Regarding how much you should be giving to to the kingdom; that is ultimately between you and God, but it should never simply be from your excess. Remember the example of King David who came to make a sacrifice at a particular threshing floor in 2 Sam. 24:20-25 and his servant Araunah offered to give Him the threshing floor and the oxen and the wood as a gift, but David said “No, but I will surely buy it from you for a price; nor will I offer burnt offerings to the LORD my God with that which costs me nothing.” So David bought the threshing floor and the oxen for fifty shekels of silver.”
Whatever your tithe is, make sure it really is a sacrifice rather than simply a surplus.
More important than simply the amount however, our tithing should be a heartfelt act of giving rather than simply a grudgingly performed duty. Therefore let your tithing be done:
According to your true ability, as the Lord has prospered you – “On the first day of the week let each one of you lay something aside, storing up as he may prosper” (1 Cor. 16:2)

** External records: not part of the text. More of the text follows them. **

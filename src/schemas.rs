//! Request and response shapes for every entity family.
//!
//! Create types reject missing required fields and fill defaults; patch
//! types carry exclude-unset partial updates (see [`crate::patch`]);
//! response types serialize persisted rows, with `TaskResponse` embedding
//! its category and subtasks.

use chrono::{NaiveDate, NaiveDateTime};
use serde::{Deserialize, Serialize};
use validator::Validate;

use crate::models::{Category, Event, Note, Priority, Recurrence, Subtask, Task, TaskStatus, User};
use crate::patch::Patch;

pub fn default_color() -> String {
    "#3498db".to_string()
}

// ---------------------------------------------------------------------------
// Users
// ---------------------------------------------------------------------------

#[derive(Debug, Deserialize, Validate)]
pub struct RegisterRequest {
    #[validate(length(min = 1))]
    pub username: String,
    #[validate(email)]
    pub email: String,
    #[validate(length(min = 1))]
    pub password: String,
    #[serde(default)]
    pub birth_date: Option<NaiveDate>,
}

#[derive(Debug, Deserialize)]
pub struct LoginRequest {
    pub email: String,
    pub password: String,
}

#[derive(Debug, Serialize)]
pub struct LoginResponse {
    pub message: String,
    pub user_id: i64,
    pub token: String,
}

#[derive(Debug, Serialize)]
pub struct UserResponse {
    pub id: i64,
    pub username: String,
    pub email: String,
    pub birth_date: Option<NaiveDate>,
    pub created_at: NaiveDateTime,
}

impl From<User> for UserResponse {
    fn from(user: User) -> Self {
        Self {
            id: user.id,
            username: user.username,
            email: user.email,
            birth_date: user.birth_date,
            created_at: user.created_at,
        }
    }
}

// ---------------------------------------------------------------------------
// Categories
// ---------------------------------------------------------------------------

#[derive(Debug, Deserialize, Validate)]
pub struct CategoryCreate {
    #[validate(length(min = 1))]
    pub name: String,
    #[serde(default = "default_color")]
    pub color_code: String,
}

#[derive(Debug, Default, Deserialize)]
pub struct CategoryPatch {
    pub name: Option<String>,
    pub color_code: Option<String>,
}

#[derive(Debug, Serialize)]
pub struct CategoryResponse {
    pub id: i64,
    pub name: String,
    pub color_code: String,
    pub user_id: i64,
}

impl From<Category> for CategoryResponse {
    fn from(category: Category) -> Self {
        Self {
            id: category.id,
            name: category.name,
            color_code: category.color_code,
            user_id: category.user_id,
        }
    }
}

// ---------------------------------------------------------------------------
// Tasks and subtasks
// ---------------------------------------------------------------------------

#[derive(Debug, Deserialize, Validate)]
pub struct TaskCreate {
    #[validate(length(min = 1))]
    pub title: String,
    #[serde(default)]
    pub description: Option<String>,
    #[serde(default)]
    pub priority: Priority,
    #[serde(default)]
    pub status: TaskStatus,
    #[serde(default)]
    pub recurrence_type: Recurrence,
    #[serde(default)]
    pub recurrence_end_date: Option<NaiveDate>,
    #[serde(default)]
    pub due_date: Option<NaiveDateTime>,
    #[serde(default = "default_color")]
    pub color_code: String,
    #[serde(default)]
    pub category_id: Option<i64>,
}

#[derive(Debug, Default, Deserialize)]
pub struct TaskPatch {
    pub title: Option<String>,
    #[serde(default)]
    pub description: Patch<String>,
    pub priority: Option<Priority>,
    pub status: Option<TaskStatus>,
    pub recurrence_type: Option<Recurrence>,
    #[serde(default)]
    pub recurrence_end_date: Patch<NaiveDate>,
    #[serde(default)]
    pub due_date: Patch<NaiveDateTime>,
    pub color_code: Option<String>,
    #[serde(default)]
    pub category_id: Patch<i64>,
}

#[derive(Debug, Serialize)]
pub struct TaskResponse {
    pub id: i64,
    pub title: String,
    pub description: Option<String>,
    pub priority: Priority,
    pub status: TaskStatus,
    pub recurrence_type: Recurrence,
    pub recurrence_end_date: Option<NaiveDate>,
    pub due_date: Option<NaiveDateTime>,
    pub color_code: String,
    pub user_id: i64,
    pub category: Option<CategoryResponse>,
    pub subtasks: Vec<SubtaskResponse>,
}

impl TaskResponse {
    /// Assemble the response from the task row and its related records.
    pub fn assemble(task: Task, category: Option<Category>, subtasks: Vec<Subtask>) -> Self {
        Self {
            id: task.id,
            title: task.title,
            description: task.description,
            priority: task.priority,
            status: task.status,
            recurrence_type: task.recurrence_type,
            recurrence_end_date: task.recurrence_end_date,
            due_date: task.due_date,
            color_code: task.color_code,
            user_id: task.user_id,
            category: category.map(CategoryResponse::from),
            subtasks: subtasks.into_iter().map(SubtaskResponse::from).collect(),
        }
    }
}

#[derive(Debug, Deserialize, Validate)]
pub struct SubtaskCreate {
    #[validate(length(min = 1))]
    pub title: String,
    #[serde(default)]
    pub is_completed: bool,
}

#[derive(Debug, Default, Deserialize)]
pub struct SubtaskPatch {
    pub title: Option<String>,
    pub is_completed: Option<bool>,
}

#[derive(Debug, Serialize)]
pub struct SubtaskResponse {
    pub id: i64,
    pub title: String,
    pub is_completed: bool,
    pub task_id: i64,
}

impl From<Subtask> for SubtaskResponse {
    fn from(subtask: Subtask) -> Self {
        Self {
            id: subtask.id,
            title: subtask.title,
            is_completed: subtask.is_completed,
            task_id: subtask.task_id,
        }
    }
}

// ---------------------------------------------------------------------------
// Events
// ---------------------------------------------------------------------------

#[derive(Debug, Deserialize, Validate)]
pub struct EventCreate {
    #[validate(length(min = 1))]
    pub title: String,
    pub start_time: NaiveDateTime,
    pub end_time: NaiveDateTime,
    #[serde(default)]
    pub location: Option<String>,
    #[serde(default = "default_color")]
    pub color_code: String,
}

#[derive(Debug, Default, Deserialize)]
pub struct EventPatch {
    pub title: Option<String>,
    pub start_time: Option<NaiveDateTime>,
    pub end_time: Option<NaiveDateTime>,
    #[serde(default)]
    pub location: Patch<String>,
    pub color_code: Option<String>,
}

#[derive(Debug, Serialize)]
pub struct EventResponse {
    pub id: i64,
    pub title: String,
    pub start_time: NaiveDateTime,
    pub end_time: NaiveDateTime,
    pub location: Option<String>,
    pub color_code: String,
    pub user_id: i64,
}

impl From<Event> for EventResponse {
    fn from(event: Event) -> Self {
        Self {
            id: event.id,
            title: event.title,
            start_time: event.start_time,
            end_time: event.end_time,
            location: event.location,
            color_code: event.color_code,
            user_id: event.user_id,
        }
    }
}

// ---------------------------------------------------------------------------
// Notes
// ---------------------------------------------------------------------------

#[derive(Debug, Deserialize, Validate)]
pub struct NoteCreate {
    #[validate(length(min = 1))]
    pub title: String,
    #[validate(length(min = 1))]
    pub content: String,
    #[serde(default)]
    pub category_id: Option<i64>,
    #[serde(default)]
    pub event_id: Option<i64>,
    #[serde(default = "default_color")]
    pub color_code: String,
}

#[derive(Debug, Default, Deserialize)]
pub struct NotePatch {
    pub title: Option<String>,
    pub content: Option<String>,
    #[serde(default)]
    pub category_id: Patch<i64>,
    #[serde(default)]
    pub event_id: Patch<i64>,
    pub color_code: Option<String>,
}

#[derive(Debug, Serialize)]
pub struct NoteResponse {
    pub id: i64,
    pub title: String,
    pub content: String,
    pub category_id: Option<i64>,
    pub event_id: Option<i64>,
    pub color_code: String,
    pub user_id: i64,
    pub created_at: NaiveDateTime,
}

impl From<Note> for NoteResponse {
    fn from(note: Note) -> Self {
        Self {
            id: note.id,
            title: note.title,
            content: note.content,
            category_id: note.category_id,
            event_id: note.event_id,
            color_code: note.color_code,
            user_id: note.user_id,
            created_at: note.created_at,
        }
    }
}

#[cfg(test)]
mod tests {
    use super::*;

    #[test]
    fn task_create_fills_defaults() {
        let body: TaskCreate = serde_json::from_str(r#"{"title": "Buy milk"}"#).unwrap();
        assert_eq!(body.priority, Priority::Medium);
        assert_eq!(body.status, TaskStatus::Pending);
        assert_eq!(body.recurrence_type, Recurrence::None);
        assert_eq!(body.color_code, "#3498db");
        assert!(body.due_date.is_none());
        assert!(body.category_id.is_none());
    }

    #[test]
    fn task_patch_distinguishes_absent_from_null() {
        let body: TaskPatch =
            serde_json::from_str(r#"{"title": "New title", "due_date": null}"#).unwrap();
        assert_eq!(body.title.as_deref(), Some("New title"));
        assert_eq!(body.due_date, Patch::Null);
        assert!(body.description.is_missing());
        assert!(body.category_id.is_missing());
    }

    #[test]
    fn register_rejects_malformed_email() {
        let body: RegisterRequest = serde_json::from_str(
            r#"{"username": "a", "email": "not-an-email", "password": "p"}"#,
        )
        .unwrap();
        assert!(body.validate().is_err());
    }

    #[test]
    fn missing_required_field_is_rejected() {
        let result = serde_json::from_str::<EventCreate>(r#"{"title": "Standup"}"#);
        assert!(result.is_err());
    }
}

Generously, cheerfully, and from the heart – “So let each one give as he purposes in his heart, not grudgingly or of necessity; for God loves a cheerful giver.” (2 Cor. 9:7)
Before God, and not so that other men would see you – “But when you do a charitable deed, do not let your left hand know what your right hand is doing, that your charitable deed may be in secret; and your Father who sees in secret will Himself reward you openly.” (Matt. 6:3-4)
[I had intended to publish this much later on, but a question from a reader caused me to bring it considerably forward in the order.]